May we continue with what we were talking about the other day? I think it is important to realize that this is not a personality cult. The person called K is not important at all. What is important is what he is saying, not what he looks like, his personality, and all the rest of that nonsense. So please, if one may point out carefully and definitely, the person who is speaking on the platform is in no way important.

We talked the other day about various forms of conflict, what is the cause of it, why throughout the history of mankind, man, including of course woman, has lived in conflict and never solved that problem at all. Throughout the ages, during this long period of evolution, of many, many millennia, we are still in conflict with each other - conflict between man and woman, between human beings, between a group of people, between nations, sexes, religions. I am sure one is aware of all this. The terrorism, the brutality, the appalling cruelty, all the hideous things that are taking place in the world - who is responsible for all this? As we said the other day, this is a serious gathering, not just spending a good morning under a tent or listening to somebody; this is a serious, active, co-operative, definite gathering.

We are asking this morning, who is responsible for all this? Responsibility implies care, attention, not only to what is taking place outwardly in the world, but also inwardly in all of us: who is responsible for this? Are the politicians responsible? That is, let them do what they want to do because we have elected them in a so-called Democratic society. In the Totalitarian states they are not elected, they just come to power and dominate the whole. So who is responsible? The religions? The Islamic world? The Christian world? The Hindu world? Buddhist and so on? Or are we responsible, each one of us? Please do consider this. Is each one of us, living in this world, in this environment, not only in lovely Switzerland but also all over the world, is each one of us - you sitting there, and the speaker here - are we responsible for all this?

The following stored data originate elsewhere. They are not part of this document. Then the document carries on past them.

//! Population seeding strategies.
//!
//! The genetic solver starts from complete schedules, not random noise:
//! each strategy builds a valid schedule (every booking gated by
//! `can_assign`), and cycling through all four across the population
//! maximizes initial diversity — greedy seeds anchor quality while the
//! randomized ones cover different regions of the search space.

use rand::seq::{IndexedRandom, SliceRandom};
use rand::Rng;

use crate::models::{Camper, Configuration, Schedule, SchedulingPolicy};

/// How one population member is constructed.
#[derive(Debug, Clone, Copy, PartialEq, Eq)]
pub enum SeedStrategy {
    /// Pure preference order: first feasible slot per ranked preference.
    Preference,
    /// Preference order shuffled per camper before the greedy sweep.
    ShuffledPreference,
    /// Per slot, the feasible preferred workshop with the most spare
    /// seats — spreads campers across the emptiest sessions.
    LeastFilled,
    /// Per slot, a uniformly random feasible preferred workshop.
    Random,
}

impl SeedStrategy {
    /// The cycle applied across a population.
    pub const CYCLE: [SeedStrategy; 4] = [
        SeedStrategy::Preference,
        SeedStrategy::ShuffledPreference,
        SeedStrategy::LeastFilled,
        SeedStrategy::Random,
    ];
}

/// Builds one complete schedule using the given strategy.
pub fn seed_schedule<R: Rng>(
    strategy: SeedStrategy,
    configuration: &Configuration,
    policy: &SchedulingPolicy,
    rng: &mut R,
) -> Schedule {
    let mut schedule = Schedule::new(policy.clone());

    for camper in &configuration.campers {
        schedule.register_camper(&camper.id);
        match strategy {
            SeedStrategy::Preference => {
                assign_in_order(&mut schedule, camper, &camper.preferences, policy)
            }
            SeedStrategy::ShuffledPreference => {
                let mut shuffled = camper.preferences.clone();
                shuffled.shuffle(rng);
                assign_in_order(&mut schedule, camper, &shuffled, policy)
            }
            SeedStrategy::LeastFilled => assign_least_filled(&mut schedule, camper, policy),
            SeedStrategy::Random => assign_random(&mut schedule, camper, policy, rng),
        }
    }

    schedule
}

/// Preference-major, slot-minor greedy sweep.
fn assign_in_order(
    schedule: &mut Schedule,
    camper: &Camper,
    preferences: &[String],
    policy: &SchedulingPolicy,
) {
    let mut assigned = 0;
    'preferences: for workshop in preferences {
        for slot in 0..policy.slot_count {
            if schedule.can_assign(&camper.id, camper.age_group, workshop, slot) {
                schedule.add_booking(&camper.id, camper.age_group, workshop, slot);
                assigned += 1;
                if assigned == policy.slot_count {
                    break 'preferences;
                }
                break;
            }
        }
    }
}

/// Per slot, book the feasible preference with the most spare seats.
fn assign_least_filled(schedule: &mut Schedule, camper: &Camper, policy: &SchedulingPolicy) {
    for slot in 0..policy.slot_count {
        let pick = camper
            .preferences
            .iter()
            .filter(|workshop| schedule.can_assign(&camper.id, camper.age_group, workshop, slot))
            .max_by_key(|workshop| schedule.remaining_capacity(workshop, slot, camper.age_group));
        if let Some(workshop) = pick {
            schedule.add_booking(&camper.id, camper.age_group, workshop, slot);
        }
    }
}

/// Per slot, book a uniformly random feasible preference.
fn assign_random<R: Rng>(
    schedule: &mut Schedule,
    camper: &Camper,
    policy: &SchedulingPolicy,
    rng: &mut R,
) {
    for slot in 0..policy.slot_count {
        let feasible: Vec<&String> = camper
            .preferences
            .iter()
            .filter(|workshop| schedule.can_assign(&camper.id, camper.age_group, workshop, slot))
            .collect();
        if let Some(workshop) = feasible.choose(rng) {
            schedule.add_booking(&camper.id, camper.age_group, workshop, slot);
        }
    }
}

#[cfg(test)]
mod tests {
    use super::*;
    use crate::models::AgeGroup::*;
    use crate::models::Camper;
    use rand::rngs::StdRng;
    use rand::SeedableRng;

    fn config() -> Configuration {
        let mut config = Configuration::new().with_workshops(["W1", "W2", "W3", "W4"]);
        for (i, age) in [Nanobyte, Kilobyte, Megabyte, Gigabyte, Nanobyte]
            .into_iter()
            .enumerate()
        {
            config = config.with_camper(
                Camper::new(format!("c{i}"), age).with_preferences(["W1", "W2", "W3", "W4"]),
            );
        }
        config
    }

    #[test]
    fn test_every_strategy_builds_valid_schedules() {
        let config = config();
        let policy = SchedulingPolicy::default();
        let mut rng = StdRng::seed_from_u64(42);

        for strategy in SeedStrategy::CYCLE {
            let schedule = seed_schedule(strategy, &config, &policy, &mut rng);
            assert!(schedule.is_valid(), "{strategy:?} produced violations");
            assert!(schedule.is_consistent(), "{strategy:?} inconsistent");
            assert_eq!(schedule.camper_count(), config.camper_count());
        }
    }

    #[test]
    fn test_preference_strategy_matches_greedy_order() {
        let config = config();
        let policy = SchedulingPolicy::default();
        let mut rng = StdRng::seed_from_u64(0);

        let schedule = seed_schedule(SeedStrategy::Preference, &config, &policy, &mut rng);
        let row = schedule.row("c0").unwrap();
        assert_eq!(row[0].as_deref(), Some("W1"));
        assert_eq!(row[1].as_deref(), Some("W2"));
        assert_eq!(row[2].as_deref(), Some("W3"));
    }

    #[test]
    fn test_least_filled_spreads_across_workshops() {
        let config = config();
        let policy = SchedulingPolicy::default();
        let mut rng = StdRng::seed_from_u64(0);

        let schedule = seed_schedule(SeedStrategy::LeastFilled, &config, &policy, &mut rng);
        // With identical preferences, consecutive campers land in
        // different slot-0 workshops instead of stacking up in W1.
        let w0: Vec<_> = (0..3)
            .map(|i| schedule.row(&format!("c{i}")).unwrap()[0].clone().unwrap())
            .collect();
        assert_ne!(w0[0], w0[1]);
        assert_ne!(w0[1], w0[2]);
    }

    #[test]
    fn test_shuffled_strategy_is_reproducible_per_seed() {
        let config = config();
        let policy = SchedulingPolicy::default();

        let mut rng1 = StdRng::seed_from_u64(7);
        let mut rng2 = StdRng::seed_from_u64(7);
        let a = seed_schedule(SeedStrategy::ShuffledPreference, &config, &policy, &mut rng1);
        let b = seed_schedule(SeedStrategy::ShuffledPreference, &config, &policy, &mut rng2);

        for camper in &config.campers {
            assert_eq!(a.row(&camper.id), b.row(&camper.id));
        }
    }
}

I hope you are putting this question to yourself - are you responsible for creating this appalling, dangerous world, brutal and terrifying world? If you have gone to various countries you see all this, enormous poverty, millions upon millions of poor people, starving, and those who are terribly rich, born to high position and for the rest of their lives keeping their riches, castles, mansions and so on. Who is responsible? Are we responsible for creating this society around us, the culture, the religion, the gods, all the rest of that ritualistic repetition and sensation, because we are angry, greedy, violent, disorderly, hating and only limiting our affection to a very, very, very few - has each one of us created this society in which we live? Is that so? Is each one of us responsible? You say, 'I am sorry, I am not', or you may be indifferent to the whole thing as long as you are safe in a particular country, protected by frontiers.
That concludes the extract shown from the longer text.